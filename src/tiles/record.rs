//! One foreign cell's record: a flags byte followed by the fields the flags select.
//!
//! ```text
//! u8 flags
//! [TILE]        u16 saved_type
//!               [frame-important] u8 frame_x_lo [FRAME_X_WIDE u8 frame_x_hi]
//!                                 u8 frame_y_lo [FRAME_Y_WIDE u8 frame_y_hi]
//!               [TILE_COLOR] u8 color
//! [WALL]        u16 saved_wall
//!               [WALL_COLOR] u8 wall_color
//! [RUN]         u8 count of following equivalent cells
//! ```
//!
//! `CHAIN` carries no payload: it tells the reader the next record follows without
//! a skip byte in between.

use bitflags::bitflags;

use super::directory::{RemapTable, SaveTable};
use super::placeholder::PlaceholderRegistry;
use crate::codec::{BinaryReader, BinaryWriter};
use crate::content::ContentRegistry;
use crate::error::{Error, Result};
use crate::world::{Grid, GridScanner, Position};

bitflags! {
    #[derive(Debug, Clone, Copy, PartialEq, Eq)]
    pub struct RecordFlags: u8 {
        /// Active foreign tile follows
        const TILE = 0x01;
        /// frame_x needs a high byte
        const FRAME_X_WIDE = 0x02;
        /// frame_y needs a high byte
        const FRAME_Y_WIDE = 0x04;
        const TILE_COLOR = 0x08;
        /// Foreign wall follows
        const WALL = 0x10;
        const WALL_COLOR = 0x20;
        /// Run count follows
        const RUN = 0x40;
        /// Next scan position holds the next record
        const CHAIN = 0x80;
    }
}

/// Longest run one record can describe
pub const MAX_RUN: u8 = u8::MAX;

/// Where a record ended in the scan
#[derive(Debug, Clone, Copy, PartialEq, Eq)]
pub struct RecordEnd {
    /// Last position covered by the record, including its run
    pub last: Position,
    /// The cell after `last` starts another record
    pub chained: bool,
}

/// Frames outside `0..=255` get a high byte. The low byte alone is read back unsigned.
fn write_frame(payload: &mut BinaryWriter, value: i16) -> bool {
    payload.write_u8(value as u8);
    let wide = !(0..=0xFF).contains(&value);
    if wide {
        payload.write_u8((value >> 8) as u8);
    }
    wide
}

fn read_frame(reader: &mut BinaryReader, wide: bool) -> Result<i16> {
    if wide {
        reader.read_i16_le()
    } else {
        Ok(i16::from(reader.read_u8()?))
    }
}

/// Encode the record for the foreign cell at `pos`, consuming any run after it
pub fn encode_record<G: Grid, R: ContentRegistry>(
    writer: &mut BinaryWriter,
    grid: &G,
    scanner: &GridScanner,
    table: &SaveTable<'_, R>,
    pos: Position,
) -> RecordEnd {
    let cell = grid.cell(pos);
    let limits = scanner.limits();
    let mut flags = RecordFlags::empty();
    let mut payload = BinaryWriter::with_capacity(10);

    if cell.active && limits.is_foreign_tile(cell.tile_type) {
        flags |= RecordFlags::TILE;
        let saved = table.saved_tile(&cell);
        payload.write_u16_le(saved.id);
        if let Some((frame_x, frame_y)) = saved.frame {
            if write_frame(&mut payload, frame_x) {
                flags |= RecordFlags::FRAME_X_WIDE;
            }
            if write_frame(&mut payload, frame_y) {
                flags |= RecordFlags::FRAME_Y_WIDE;
            }
        }
        if cell.color != 0 {
            flags |= RecordFlags::TILE_COLOR;
            payload.write_u8(cell.color);
        }
    }

    if limits.is_foreign_wall(cell.wall) {
        flags |= RecordFlags::WALL;
        payload.write_u16_le(cell.wall);
        if cell.wall_color != 0 {
            flags |= RecordFlags::WALL_COLOR;
            payload.write_u8(cell.wall_color);
        }
    }

    let frame_important = table.run_frame_important(cell.tile_type);
    let mut last = pos;
    let mut run: u8 = 0;
    let mut chained = false;
    while let Some(next) = scanner.advance(last) {
        let other = grid.cell(next);
        if run < MAX_RUN && cell.same_as(&other, frame_important) {
            run += 1;
            last = next;
        } else {
            chained = scanner.has_foreign_data(&other);
            break;
        }
    }

    if run > 0 {
        flags |= RecordFlags::RUN;
        payload.write_u8(run);
    }
    if chained {
        flags |= RecordFlags::CHAIN;
    }

    writer.write_u8(flags.bits());
    writer.write_bytes(payload.as_slice());
    RecordEnd { last, chained }
}

/// Counters collected while decoding records
#[derive(Debug, Clone, Copy, Default, PartialEq, Eq)]
pub struct DecodeStats {
    pub records: usize,
    pub cells: u64,
    pub placeholder_cells: u64,
}

/// Decode one record into the cell at `pos` and copy it across its run
pub fn decode_record<G: Grid>(
    reader: &mut BinaryReader,
    grid: &mut G,
    scanner: &GridScanner,
    remap: &RemapTable,
    placeholders: &mut PlaceholderRegistry,
    pos: Position,
    stats: &mut DecodeStats,
) -> Result<RecordEnd> {
    let flags = RecordFlags::from_bits_retain(reader.read_u8()?);
    let mut cell = grid.cell(pos);
    let mut placeholder = false;

    if flags.contains(RecordFlags::TILE) {
        let saved_id = reader.read_u16_le()?;
        cell.active = true;
        cell.tile_type = remap.tile(saved_id)?;
        if remap.frame_important(saved_id) {
            cell.frame_x = read_frame(reader, flags.contains(RecordFlags::FRAME_X_WIDE))?;
            cell.frame_y = read_frame(reader, flags.contains(RecordFlags::FRAME_Y_WIDE))?;
        } else {
            cell.frame_x = -1;
            cell.frame_y = -1;
        }
        if let Some(frame) = placeholders.resolve(saved_id, remap, cell.frame_x, cell.frame_y) {
            cell.frame_x = frame.frame_x();
            cell.frame_y = frame.frame_y();
            placeholder = true;
        }
        cell.color = if flags.contains(RecordFlags::TILE_COLOR) {
            reader.read_u8()?
        } else {
            0
        };
    }

    if flags.contains(RecordFlags::WALL) {
        cell.wall = remap.wall(reader.read_u16_le()?)?;
        cell.wall_color = if flags.contains(RecordFlags::WALL_COLOR) {
            reader.read_u8()?
        } else {
            0
        };
    }

    grid.set_cell(pos, cell);
    let mut last = pos;
    let mut cells = 1u64;

    if flags.contains(RecordFlags::RUN) {
        let count = reader.read_u8()?;
        for _ in 0..count {
            last = scanner.advance(last).ok_or(Error::RunPastEnd {
                x: pos.x,
                y: pos.y,
                count,
            })?;
            grid.set_cell(last, cell);
        }
        cells += u64::from(count);
    }

    let chained = flags.contains(RecordFlags::CHAIN);
    if chained && scanner.advance(last).is_none() {
        return Err(Error::ChainPastEnd { x: last.x, y: last.y });
    }

    stats.records += 1;
    stats.cells += cells;
    if placeholder {
        stats.placeholder_cells += cells;
    }

    Ok(RecordEnd { last, chained })
}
+===+
Which lines of the data above contain the string "limits"? Copy each of them.

Answer space ::
    let limits = scanner.limits();
    if cell.active && limits.is_foreign_tile(cell.tile_type) {
    if limits.is_foreign_wall(cell.wall) {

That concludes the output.